[[ RECORDED INFORMATION open ]]

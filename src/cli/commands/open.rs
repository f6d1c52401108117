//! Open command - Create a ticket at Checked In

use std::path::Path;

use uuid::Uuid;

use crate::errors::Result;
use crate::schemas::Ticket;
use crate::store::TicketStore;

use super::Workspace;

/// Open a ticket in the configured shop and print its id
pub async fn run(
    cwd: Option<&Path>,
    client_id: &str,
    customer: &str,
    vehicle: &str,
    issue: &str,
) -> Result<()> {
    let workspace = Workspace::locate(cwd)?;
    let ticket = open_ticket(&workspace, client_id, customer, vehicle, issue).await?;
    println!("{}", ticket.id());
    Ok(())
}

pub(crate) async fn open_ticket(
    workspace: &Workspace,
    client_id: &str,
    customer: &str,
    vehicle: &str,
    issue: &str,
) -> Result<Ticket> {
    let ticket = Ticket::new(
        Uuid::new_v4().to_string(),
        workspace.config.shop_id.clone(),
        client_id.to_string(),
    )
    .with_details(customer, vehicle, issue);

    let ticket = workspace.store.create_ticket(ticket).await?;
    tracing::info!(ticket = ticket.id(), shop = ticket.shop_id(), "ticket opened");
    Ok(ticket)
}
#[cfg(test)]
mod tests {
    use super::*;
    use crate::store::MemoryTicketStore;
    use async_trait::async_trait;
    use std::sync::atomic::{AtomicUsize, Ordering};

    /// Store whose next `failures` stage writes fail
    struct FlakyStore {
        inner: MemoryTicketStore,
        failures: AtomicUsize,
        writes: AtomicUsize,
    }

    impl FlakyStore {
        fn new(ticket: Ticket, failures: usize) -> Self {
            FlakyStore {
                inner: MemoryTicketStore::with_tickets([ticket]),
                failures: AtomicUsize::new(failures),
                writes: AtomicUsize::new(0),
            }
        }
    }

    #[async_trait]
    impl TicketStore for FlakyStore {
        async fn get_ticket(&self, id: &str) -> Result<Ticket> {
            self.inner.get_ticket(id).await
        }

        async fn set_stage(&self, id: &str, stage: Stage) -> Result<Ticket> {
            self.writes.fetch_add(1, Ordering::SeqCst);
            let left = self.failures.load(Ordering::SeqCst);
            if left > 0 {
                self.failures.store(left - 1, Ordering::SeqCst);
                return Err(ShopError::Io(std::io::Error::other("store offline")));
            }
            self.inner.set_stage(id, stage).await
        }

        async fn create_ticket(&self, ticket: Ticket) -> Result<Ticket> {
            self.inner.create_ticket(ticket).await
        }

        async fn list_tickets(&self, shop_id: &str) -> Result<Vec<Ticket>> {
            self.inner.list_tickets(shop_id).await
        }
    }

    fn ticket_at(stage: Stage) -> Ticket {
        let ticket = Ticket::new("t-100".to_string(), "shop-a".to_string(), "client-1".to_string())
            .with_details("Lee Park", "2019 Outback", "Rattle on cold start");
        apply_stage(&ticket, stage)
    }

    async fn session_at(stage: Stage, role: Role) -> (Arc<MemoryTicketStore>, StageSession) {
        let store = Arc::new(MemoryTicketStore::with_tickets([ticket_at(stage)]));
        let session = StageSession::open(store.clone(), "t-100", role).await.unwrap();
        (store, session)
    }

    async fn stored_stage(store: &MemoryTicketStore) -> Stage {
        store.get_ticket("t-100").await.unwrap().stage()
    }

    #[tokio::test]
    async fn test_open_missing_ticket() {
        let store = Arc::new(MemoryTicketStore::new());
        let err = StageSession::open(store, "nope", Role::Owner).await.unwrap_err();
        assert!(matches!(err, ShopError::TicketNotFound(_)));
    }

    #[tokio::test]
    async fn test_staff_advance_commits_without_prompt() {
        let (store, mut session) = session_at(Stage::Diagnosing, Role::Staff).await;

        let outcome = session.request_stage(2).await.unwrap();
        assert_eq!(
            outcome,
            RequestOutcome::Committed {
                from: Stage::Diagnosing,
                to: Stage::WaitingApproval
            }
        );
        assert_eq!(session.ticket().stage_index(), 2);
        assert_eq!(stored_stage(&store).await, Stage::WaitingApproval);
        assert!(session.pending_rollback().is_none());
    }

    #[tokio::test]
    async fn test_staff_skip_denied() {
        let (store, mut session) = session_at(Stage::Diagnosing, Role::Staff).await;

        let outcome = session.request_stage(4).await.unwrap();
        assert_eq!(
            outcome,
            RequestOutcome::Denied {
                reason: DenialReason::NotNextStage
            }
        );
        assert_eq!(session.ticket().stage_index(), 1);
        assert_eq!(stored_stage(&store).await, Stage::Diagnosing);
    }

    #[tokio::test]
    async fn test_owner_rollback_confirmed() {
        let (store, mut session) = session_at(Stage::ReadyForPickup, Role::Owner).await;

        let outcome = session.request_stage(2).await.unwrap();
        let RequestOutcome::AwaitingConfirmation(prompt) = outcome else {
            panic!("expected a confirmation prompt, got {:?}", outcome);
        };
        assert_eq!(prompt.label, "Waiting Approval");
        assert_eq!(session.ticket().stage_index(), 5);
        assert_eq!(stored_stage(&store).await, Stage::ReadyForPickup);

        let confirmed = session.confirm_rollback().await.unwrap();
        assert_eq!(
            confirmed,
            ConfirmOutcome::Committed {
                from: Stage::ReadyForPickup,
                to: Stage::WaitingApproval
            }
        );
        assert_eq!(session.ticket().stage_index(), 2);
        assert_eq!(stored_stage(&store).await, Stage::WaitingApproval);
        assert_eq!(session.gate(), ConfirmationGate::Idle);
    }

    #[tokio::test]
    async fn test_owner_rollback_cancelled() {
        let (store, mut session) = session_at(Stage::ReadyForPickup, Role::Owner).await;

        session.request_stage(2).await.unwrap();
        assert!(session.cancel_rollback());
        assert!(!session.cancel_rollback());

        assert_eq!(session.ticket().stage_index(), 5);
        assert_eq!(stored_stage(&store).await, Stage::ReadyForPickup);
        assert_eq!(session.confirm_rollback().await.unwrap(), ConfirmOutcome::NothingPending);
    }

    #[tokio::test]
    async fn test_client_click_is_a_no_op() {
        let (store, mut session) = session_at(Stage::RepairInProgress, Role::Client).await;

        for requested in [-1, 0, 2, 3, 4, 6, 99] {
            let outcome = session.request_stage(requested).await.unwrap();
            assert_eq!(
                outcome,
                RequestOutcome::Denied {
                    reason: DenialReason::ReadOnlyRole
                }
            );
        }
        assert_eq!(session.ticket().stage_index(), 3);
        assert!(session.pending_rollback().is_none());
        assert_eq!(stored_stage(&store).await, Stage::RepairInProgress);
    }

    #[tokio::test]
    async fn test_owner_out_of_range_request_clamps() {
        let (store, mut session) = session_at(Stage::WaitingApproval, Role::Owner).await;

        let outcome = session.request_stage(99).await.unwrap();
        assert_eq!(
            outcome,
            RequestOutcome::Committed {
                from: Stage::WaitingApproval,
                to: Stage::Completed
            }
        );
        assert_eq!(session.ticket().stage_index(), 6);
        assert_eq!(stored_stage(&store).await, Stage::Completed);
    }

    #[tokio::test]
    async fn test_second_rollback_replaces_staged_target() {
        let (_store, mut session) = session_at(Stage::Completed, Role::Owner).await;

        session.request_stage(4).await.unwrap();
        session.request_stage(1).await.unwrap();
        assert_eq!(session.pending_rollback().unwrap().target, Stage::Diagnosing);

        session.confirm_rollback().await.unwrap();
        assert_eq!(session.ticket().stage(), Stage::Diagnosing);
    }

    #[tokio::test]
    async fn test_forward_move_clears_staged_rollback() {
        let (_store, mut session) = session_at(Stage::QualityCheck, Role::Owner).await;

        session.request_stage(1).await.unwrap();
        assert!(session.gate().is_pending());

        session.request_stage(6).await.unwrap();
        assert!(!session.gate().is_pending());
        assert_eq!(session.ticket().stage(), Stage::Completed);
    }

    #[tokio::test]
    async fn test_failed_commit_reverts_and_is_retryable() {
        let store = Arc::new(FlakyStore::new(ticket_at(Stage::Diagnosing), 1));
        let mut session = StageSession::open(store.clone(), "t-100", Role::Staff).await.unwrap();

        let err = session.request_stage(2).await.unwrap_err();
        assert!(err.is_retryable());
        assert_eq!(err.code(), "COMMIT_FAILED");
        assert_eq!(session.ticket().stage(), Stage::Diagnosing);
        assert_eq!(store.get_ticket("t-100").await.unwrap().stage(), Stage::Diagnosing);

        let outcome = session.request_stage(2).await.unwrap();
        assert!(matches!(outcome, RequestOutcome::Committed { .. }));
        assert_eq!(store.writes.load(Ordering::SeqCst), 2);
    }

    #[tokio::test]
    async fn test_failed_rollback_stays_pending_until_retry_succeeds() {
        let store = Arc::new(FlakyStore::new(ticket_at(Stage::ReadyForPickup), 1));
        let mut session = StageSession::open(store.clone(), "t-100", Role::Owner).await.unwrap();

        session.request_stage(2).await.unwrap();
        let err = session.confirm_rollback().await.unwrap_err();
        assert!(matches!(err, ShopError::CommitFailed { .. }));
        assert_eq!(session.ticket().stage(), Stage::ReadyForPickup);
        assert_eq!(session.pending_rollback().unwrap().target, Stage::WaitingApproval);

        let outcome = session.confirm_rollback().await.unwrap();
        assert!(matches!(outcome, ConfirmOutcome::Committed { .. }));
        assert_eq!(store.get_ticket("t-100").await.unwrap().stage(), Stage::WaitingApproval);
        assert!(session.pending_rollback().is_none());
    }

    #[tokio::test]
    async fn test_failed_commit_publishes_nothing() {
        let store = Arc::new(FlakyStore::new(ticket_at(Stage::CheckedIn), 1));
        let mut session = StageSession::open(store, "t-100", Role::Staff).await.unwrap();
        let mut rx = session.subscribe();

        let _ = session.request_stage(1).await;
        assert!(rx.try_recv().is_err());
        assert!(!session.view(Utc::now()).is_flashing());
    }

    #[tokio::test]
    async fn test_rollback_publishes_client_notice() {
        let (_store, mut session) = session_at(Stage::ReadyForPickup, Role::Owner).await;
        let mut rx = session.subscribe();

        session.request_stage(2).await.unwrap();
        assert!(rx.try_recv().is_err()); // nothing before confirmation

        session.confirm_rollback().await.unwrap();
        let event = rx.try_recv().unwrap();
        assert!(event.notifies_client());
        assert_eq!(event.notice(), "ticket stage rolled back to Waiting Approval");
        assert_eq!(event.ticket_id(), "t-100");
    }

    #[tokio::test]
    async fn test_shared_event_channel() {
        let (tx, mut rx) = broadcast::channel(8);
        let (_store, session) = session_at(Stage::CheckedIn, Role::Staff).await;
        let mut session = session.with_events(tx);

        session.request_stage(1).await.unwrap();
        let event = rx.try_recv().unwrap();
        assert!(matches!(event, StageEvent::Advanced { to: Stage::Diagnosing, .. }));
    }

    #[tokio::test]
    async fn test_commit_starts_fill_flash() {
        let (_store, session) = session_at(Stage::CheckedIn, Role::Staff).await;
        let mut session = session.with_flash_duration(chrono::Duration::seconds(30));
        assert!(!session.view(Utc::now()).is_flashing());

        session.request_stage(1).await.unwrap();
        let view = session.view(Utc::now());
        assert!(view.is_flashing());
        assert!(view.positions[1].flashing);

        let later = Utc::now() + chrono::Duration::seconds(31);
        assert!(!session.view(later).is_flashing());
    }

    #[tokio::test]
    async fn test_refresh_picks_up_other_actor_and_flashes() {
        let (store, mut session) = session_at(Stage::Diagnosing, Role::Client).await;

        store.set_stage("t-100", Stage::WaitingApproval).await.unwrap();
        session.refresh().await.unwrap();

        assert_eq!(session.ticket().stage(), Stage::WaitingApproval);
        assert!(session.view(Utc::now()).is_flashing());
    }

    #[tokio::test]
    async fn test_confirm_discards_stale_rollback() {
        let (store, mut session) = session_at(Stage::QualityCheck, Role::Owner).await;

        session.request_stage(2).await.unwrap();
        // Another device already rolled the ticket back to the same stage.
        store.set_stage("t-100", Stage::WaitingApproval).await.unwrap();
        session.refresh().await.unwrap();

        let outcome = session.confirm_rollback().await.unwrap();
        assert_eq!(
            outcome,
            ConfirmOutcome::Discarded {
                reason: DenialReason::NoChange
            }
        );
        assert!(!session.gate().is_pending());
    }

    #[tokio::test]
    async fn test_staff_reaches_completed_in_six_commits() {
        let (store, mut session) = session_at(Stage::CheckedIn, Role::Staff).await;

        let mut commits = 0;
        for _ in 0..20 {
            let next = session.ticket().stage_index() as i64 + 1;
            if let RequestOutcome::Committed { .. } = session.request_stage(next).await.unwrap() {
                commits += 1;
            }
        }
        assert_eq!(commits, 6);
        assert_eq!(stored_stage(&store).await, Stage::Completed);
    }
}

[[ RECORDED INFORMATION closed ]]

→ PROBLEM DESCRIPTION
All that belongs in the answer is the lines from the start of the entries above through the line containing "self.failures.store(left - 1, Ordering::SeqCst);", each given exactly.

→ SOLUTION TO THIS PROBLEM
filename src/cli/commands/open.rs
repository f6d1c52401108117
//! Open command - Create a ticket at Checked In

use std::path::Path;

use uuid::Uuid;

use crate::errors::Result;
use crate::schemas::Ticket;
use crate::store::TicketStore;

use super::Workspace;

/// Open a ticket in the configured shop and print its id
pub async fn run(
    cwd: Option<&Path>,
    client_id: &str,
    customer: &str,
    vehicle: &str,
    issue: &str,
) -> Result<()> {
    let workspace = Workspace::locate(cwd)?;
    let ticket = open_ticket(&workspace, client_id, customer, vehicle, issue).await?;
    println!("{}", ticket.id());
    Ok(())
}

pub(crate) async fn open_ticket(
    workspace: &Workspace,
    client_id: &str,
    customer: &str,
    vehicle: &str,
    issue: &str,
) -> Result<Ticket> {
    let ticket = Ticket::new(
        Uuid::new_v4().to_string(),
        workspace.config.shop_id.clone(),
        client_id.to_string(),
    )
    .with_details(customer, vehicle, issue);

    let ticket = workspace.store.create_ticket(ticket).await?;
    tracing::info!(ticket = ticket.id(), shop = ticket.shop_id(), "ticket opened");
    Ok(ticket)
}
#[cfg(test)]
mod tests {
    use super::*;
    use crate::store::MemoryTicketStore;
    use async_trait::async_trait;
    use std::sync::atomic::{AtomicUsize, Ordering};

    /// Store whose next `failures` stage writes fail
    struct FlakyStore {
        inner: MemoryTicketStore,
        failures: AtomicUsize,
        writes: AtomicUsize,
    }

    impl FlakyStore {
        fn new(ticket: Ticket, failures: usize) -> Self {
            FlakyStore {
                inner: MemoryTicketStore::with_tickets([ticket]),
                failures: AtomicUsize::new(failures),
                writes: AtomicUsize::new(0),
            }
        }
    }

    #[async_trait]
    impl TicketStore for FlakyStore {
        async fn get_ticket(&self, id: &str) -> Result<Ticket> {
            self.inner.get_ticket(id).await
        }

        async fn set_stage(&self, id: &str, stage: Stage) -> Result<Ticket> {
            self.writes.fetch_add(1, Ordering::SeqCst);
            let left = self.failures.load(Ordering::SeqCst);
            if left > 0 {
                self.failures.store(left - 1, Ordering::SeqCst);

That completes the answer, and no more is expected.